Dave, another example for ya.
David
David,
I cant at all figure out why half the time you comment it appears on its own and the other half of the time I have to approve it… It’s not only annoying for you, but for me as well!
Matt,
I’m sorry for being annoying. 🙂 I always prefer to be a blessing to people.
David
lol… I dont doubt that at all!
Just a note, Roethlisberger (if accusations are true, not saying they are or aren’t) and Woods are at a whole different level that Michael Phelps, who seems to be a pretty decent guy minus the obvious boneheaded move – unless there’s other stuff of which I’m unaware.
I think your comment on the ‘wife-swapper’ who eventually started the chapel movement should remind us these stories also offer opportunities for redemption – both in the general life sense and the spiritual sense.
You are right about Michael Phelps, Brent. My point there was not to compare him to the others, but to demonstrate how we tend to put these guys up on pedestals and then they let us down.
And I certainly did not intend to speak against redemption and second chances. Josh Hamilton is one of my favorite baseball stories.
I’m now officially a fan of Brian Davis, a British golfer. Today, he was in a playoff with Jim Furyk and while hitting a shot out of a hazard he committed a minor violation, he hit a reed on his backswing.
HE TURNED HIMSELF IN – took a 2 stroke penalty and lost the playoff. that is the kind of honor you wish you had more of in sports today.
Wow… Thats awesome.
I don’t care who it is . . . at least the Pharisees were smart enough to drop their stones instead of throwing them at the person caught in sexual sin. And we are called to love jerks. What good does it do if we only love those we want to love or those who deserve it? The desire to give up on people does not come from God; He never gives up on us.
Stephen,
This is a great example of missing the point of the entire post. Dave did not imply he will not love them, pray for them, and hope they come to a saving knowledge of Jesus.
Is it safe to say, Stephen, that you did not even bother to read what I wrote before you sent this condemnatory love-note?
It appears your comment was a drive-by and you aren’t coming back to engage. But do you really think it is somehow godly to root for men who flaunt laws of decency and righteousness? Should we ignore Tiger’s infidelity? Ben’s Roethlisberger’s rape (or rapes)?
Christian love demands that we renounce moral standards?
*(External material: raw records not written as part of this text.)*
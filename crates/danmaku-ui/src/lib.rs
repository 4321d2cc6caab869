//! danmaku-ui: the view tree and layout toolkit of the danmaku game UI.
//!
//! Views expose their rectangle and ordered children through the [`View`]
//! trait; container views delegate to the [`Flex`] engine to position their
//! children. Nothing here draws pixels or reads input.

pub mod flex;
pub mod layout;
pub mod scene;
pub mod view;

#[cfg(test)]
pub(crate) mod test_utils;

pub use flex::{AlignContent, AlignItems, Direction, Flex, FlexWrap, Justify};
pub use scene::Scene;
pub use view::{BlockView, FlexView, View, layout_tree};
//! The view tree: the [`View`] capability trait and the stock views.

use danmaku_types::{Rect, Result};

use crate::flex::Flex;

/// A rectangular node in the UI tree.
///
/// A view's rectangle is expressed in its parent's coordinate space. Before a
/// layout pass the size of that rectangle is the view's intrinsic size; after
/// the pass it is the resolved geometry.
pub trait View {
    /// Name used in diagnostics.
    fn name(&self) -> &str {
        "view"
    }

    /// Current rectangle.
    fn rect(&self) -> Rect;

    /// Assign a new rectangle.
    fn set_rect(&mut self, rect: Rect);

    /// Direct children, in layout order.
    fn children(&self) -> &[Box<dyn View>] {
        &[]
    }

    /// Mutable access to the direct children, in layout order.
    fn children_mut(&mut self) -> &mut [Box<dyn View>] {
        &mut []
    }

    /// Position this view's children inside its current rectangle, and
    /// recursively theirs.
    fn layout(&mut self) -> Result<()> {
        Ok(())
    }

    /// Fail if this view or any descendant has a layout policy that cannot be
    /// laid out. Touches nothing.
    fn check_layout(&self) -> Result<()> {
        self.children()
            .iter()
            .try_for_each(|child| child.check_layout())
    }
}

impl std::fmt::Debug for dyn View {
    fn fmt(&self, f: &mut std::fmt::Formatter<'_>) -> std::fmt::Result {
        f.debug_struct("View")
            .field("name", &self.name())
            .field("rect", &self.rect())
            .field("children", &self.children().len())
            .finish()
    }
}

impl<V: View + ?Sized> View for Box<V> {
    fn name(&self) -> &str {
        (**self).name()
    }

    fn rect(&self) -> Rect {
        (**self).rect()
    }

    fn set_rect(&mut self, rect: Rect) {
        (**self).set_rect(rect);
    }

    fn children(&self) -> &[Box<dyn View>] {
        (**self).children()
    }

    fn children_mut(&mut self) -> &mut [Box<dyn View>] {
        (**self).children_mut()
    }

    fn layout(&mut self) -> Result<()> {
        (**self).layout()
    }

    fn check_layout(&self) -> Result<()> {
        (**self).check_layout()
    }
}

/// Run one full layout pass: give `root` the rectangle `bounds` and lay out
/// the whole tree below it.
///
/// Every container in the tree is checked first, so an unsupported policy
/// anywhere fails the pass before any rectangle changes.
pub fn layout_tree(root: &mut dyn View, bounds: Rect) -> Result<()> {
    root.check_layout()?;
    root.set_rect(bounds);
    root.layout()
}

/// Visit `view` and its descendants depth-first, in layout order.
///
/// The callback receives the depth (0 for `view`), the view, and its
/// rectangle translated to the coordinate space of `view`'s parent.
pub fn walk(view: &dyn View, f: &mut dyn FnMut(usize, &dyn View, Rect)) {
    walk_at(view, 0, view.rect(), f);
}

fn walk_at(
    view: &dyn View,
    depth: usize,
    absolute: Rect,
    f: &mut dyn FnMut(usize, &dyn View, Rect),
) {
    f(depth, view, absolute);
    for child in view.children() {
        let child_abs = child.rect().translate(absolute.min());
        walk_at(&**child, depth + 1, child_abs, f);
    }
}

/// A container that positions its children with a [`Flex`] policy.
pub struct FlexView {
    name: String,
    /// Layout policy applied to the children.
    pub flex: Flex,
    rect: Rect,
    children: Vec<Box<dyn View>>,
}

impl FlexView {
    /// A container with the default policy and an intrinsic size of
    /// `width` x `height`.
    pub fn new(name: impl Into<String>, width: i32, height: i32) -> Self {
        Self {
            name: name.into(),
            flex: Flex::default(),
            rect: Rect::from_size(width, height),
            children: Vec::new(),
        }
    }

    pub fn with_flex(mut self, flex: Flex) -> Self {
        self.flex = flex;
        self
    }

    pub fn with_child(mut self, child: impl View + 'static) -> Self {
        self.children.push(Box::new(child));
        self
    }

    /// Append a child at the end of the layout order.
    pub fn push(&mut self, child: Box<dyn View>) {
        self.children.push(child);
    }

    pub fn len(&self) -> usize {
        self.children.len()
    }

    pub fn is_empty(&self) -> bool {
        self.children.is_empty()
    }
}

impl std::fmt::Debug for FlexView {
    fn fmt(&self, f: &mut std::fmt::Formatter<'_>) -> std::fmt::Result {
        f.debug_struct("FlexView")
            .field("name", &self.name)
            .field("flex", &self.flex)
            .field("rect", &self.rect)
            .field("children", &self.children.len())
            .finish()
    }
}

impl View for FlexView {
    fn name(&self) -> &str {
        &self.name
    }

    fn rect(&self) -> Rect {
        self.rect
    }

    fn set_rect(&mut self, rect: Rect) {
        self.rect = rect;
    }

    fn children(&self) -> &[Box<dyn View>] {
        &self.children
    }

    fn children_mut(&mut self) -> &mut [Box<dyn View>] {
        &mut self.children
    }

    fn layout(&mut self) -> Result<()> {
        self.flex.layout(&self.name, self.rect, &mut self.children)
    }

    fn check_layout(&self) -> Result<()> {
        self.flex.check(&self.name)?;
        self.children
            .iter()
            .try_for_each(|child| child.check_layout())
    }
}

/// A leaf of fixed intrinsic size: a sprite, a label, a spacer.
#[derive(Debug, Clone, PartialEq, Eq)]
pub struct BlockView {
    name: String,
    rect: Rect,
}

impl BlockView {
    pub fn new(name: impl Into<String>, width: i32, height: i32) -> Self {
        Self {
            name: name.into(),
            rect: Rect::from_size(width, height),
        }
    }
}

impl View for BlockView {
    fn name(&self) -> &str {
        &self.name
    }

    fn rect(&self) -> Rect {
        self.rect
    }

    fn set_rect(&mut self, rect: Rect) {
        self.rect = rect;
    }
}

#[cfg(test)]
mod tests {
    use super::*;
    use crate::flex::{AlignItems, FlexWrap, Justify};
    use danmaku_types::DanmakuError;

    fn menu() -> FlexView {
        FlexView::new("menu", 0, 0)
            .with_flex(
                Flex::column()
                    .with_justify(Justify::Center)
                    .with_align_items(AlignItems::Center),
            )
            .with_child(BlockView::new("start", 80, 20))
            .with_child(
                FlexView::new("options", 100, 20)
                    .with_flex(Flex::row().with_justify(Justify::SpaceBetween))
                    .with_child(BlockView::new("left", 10, 10))
                    .with_child(BlockView::new("right", 10, 10)),
            )
    }

    #[test]
    fn layout_tree_assigns_root_bounds() {
        let mut root = menu();
        layout_tree(&mut root, Rect::from_size(200, 100)).unwrap();
        assert_eq!(root.rect(), Rect::from_size(200, 100));
        // Column, remaining = 100 - 40 = 60, offset 30.
        assert_eq!(root.children()[0].rect(), Rect::new(60, 30, 140, 50));
        assert_eq!(root.children()[1].rect(), Rect::new(50, 50, 150, 70));
    }

    #[test]
    fn grandchildren_follow_new_bounds() {
        let mut root = menu();
        layout_tree(&mut root, Rect::from_size(200, 100)).unwrap();
        let options = &root.children()[1];
        assert_eq!(options.children()[0].rect(), Rect::new(0, 5, 10, 15));
        assert_eq!(options.children()[1].rect(), Rect::new(90, 5, 100, 15));
    }

    #[test]
    fn nested_reflow_on_resize() {
        let mut root = FlexView::new("root", 0, 0)
            .with_flex(Flex::row().with_justify(Justify::Start))
            .with_child(
                FlexView::new("bar", 40, 40)
                    .with_flex(Flex::row().with_justify(Justify::End))
                    .with_child(BlockView::new("icon", 10, 10)),
            );
        layout_tree(&mut root, Rect::from_size(100, 40)).unwrap();
        let icon = root.children()[0].children()[0].rect();
        assert_eq!(icon, Rect::new(30, 15, 40, 25));

        // Resize the bar; its children must re-flow on the next pass.
        root.children_mut()[0].set_rect(Rect::from_size(60, 40));
        layout_tree(&mut root, Rect::from_size(100, 40)).unwrap();
        let icon = root.children()[0].children()[0].rect();
        assert_eq!(icon, Rect::new(50, 15, 60, 25));
    }

    #[test]
    fn unsupported_policy_deep_in_tree_changes_nothing() {
        let mut root = FlexView::new("root", 0, 0)
            .with_child(BlockView::new("a", 10, 10))
            .with_child(
                FlexView::new("grid", 20, 20)
                    .with_flex(Flex::row().with_wrap(FlexWrap::WrapReverse))
                    .with_child(BlockView::new("b", 5, 5)),
            );
        let err = layout_tree(&mut root, Rect::from_size(100, 100)).unwrap_err();
        match err {
            DanmakuError::UnsupportedLayout {
                container, value, ..
            } => {
                assert_eq!(container, "grid");
                assert_eq!(value, "wrap-reverse");
            },
            other => panic!("unexpected error: {other}"),
        }
        assert_eq!(root.rect(), Rect::ZERO);
        assert_eq!(root.children()[0].rect(), Rect::from_size(10, 10));
    }

    #[test]
    fn direct_layout_with_unsupported_descendant_changes_nothing() {
        let mut root = FlexView::new("root", 100, 100)
            .with_child(BlockView::new("a", 10, 10))
            .with_child(
                FlexView::new("grid", 20, 20)
                    .with_flex(Flex::row().with_wrap(FlexWrap::Wrap))
                    .with_child(BlockView::new("b", 5, 5)),
            );
        let err = root.layout().unwrap_err();
        assert!(matches!(
            err,
            DanmakuError::UnsupportedLayout { field: "wrap", .. }
        ));
        assert_eq!(root.children()[0].rect(), Rect::from_size(10, 10));
        assert_eq!(root.children()[1].rect(), Rect::from_size(20, 20));
        assert_eq!(root.children()[1].children()[0].rect(), Rect::from_size(5, 5));
    }

    #[test]
    fn boxed_view_debug_shows_name_and_rect() {
        let view: Box<dyn View> = Box::new(BlockView::new("logo", 3, 4));
        let dbg = format!("{view:?}");
        assert!(dbg.contains("logo"));
        assert!(dbg.contains("x1: 3"));
    }

    #[test]
    fn walk_reports_absolute_rects() {
        let mut root = menu();
        layout_tree(&mut root, Rect::new(10, 10, 210, 110)).unwrap();
        let mut seen = Vec::new();
        walk(&root, &mut |depth, view, abs| {
            seen.push((depth, view.name().to_string(), abs));
        });
        let names: Vec<&str> = seen.iter().map(|s| s.1.as_str()).collect();
        assert_eq!(names, vec!["menu", "start", "options", "left", "right"]);
        assert_eq!(seen[0].2, Rect::new(10, 10, 210, 110));
        assert_eq!(seen[1].2, Rect::new(70, 40, 150, 60));
        assert_eq!(seen[4], (2, "right".to_string(), Rect::new(150, 65, 160, 75)));
    }

    #[test]
    fn block_layout_is_noop() {
        let mut block = BlockView::new("b", 3, 4);
        block.layout().unwrap();
        assert_eq!(block.rect(), Rect::from_size(3, 4));
        assert!(block.children().is_empty());
        block.check_layout().unwrap();
    }

    #[test]
    fn push_appends_in_order() {
        let mut view = FlexView::new("v", 10, 10);
        assert!(view.is_empty());
        view.push(Box::new(BlockView::new("one", 1, 1)));
        view.push(Box::new(BlockView::new("two", 1, 1)));
        assert_eq!(view.len(), 2);
        assert_eq!(view.children()[1].name(), "two");
    }
}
Not a “drive-by” comment, just don’t feel the need to argue. And I’ve been working; I don’t spend a lot of time on the blogs. Arguing is all we do in the SBC anymore; it’s why we are not making an impact — because the world does not see our love. We are the Pharisees of today. But since you want a reply to the reply, here it goes. I did read the article, by the way. If you are getting so angry at the words of Jesus, that says something. The Pharisees were world champions at upholding moral standards, too. There is a difference between upholding moral standards and condemning people. Jesus did the first but not the second. If it was an article about how sad you are or how much compassion you feel for these people, we would have no argument. But there are few such articles on the SBC blogs. If it were an article about your failures, you would be my hero — because there are even fewer such articles on the SBC blogs. Yes, the word “jerks” got to me. But a person who calls someone a “fool” is in danger of hell fire. There are no pure sports team; there are no pure people; there are no pure bloggers (including me). If it makes you feel better, I am a Yankees fan also (after the Marlins and Braves). God bless you. Really, that’s not sarcastic or mean-spirited in any way. God bless you, Dave. I wish you the best. Please keep writing.
On the positive side, the Red Sox are 4-9!!!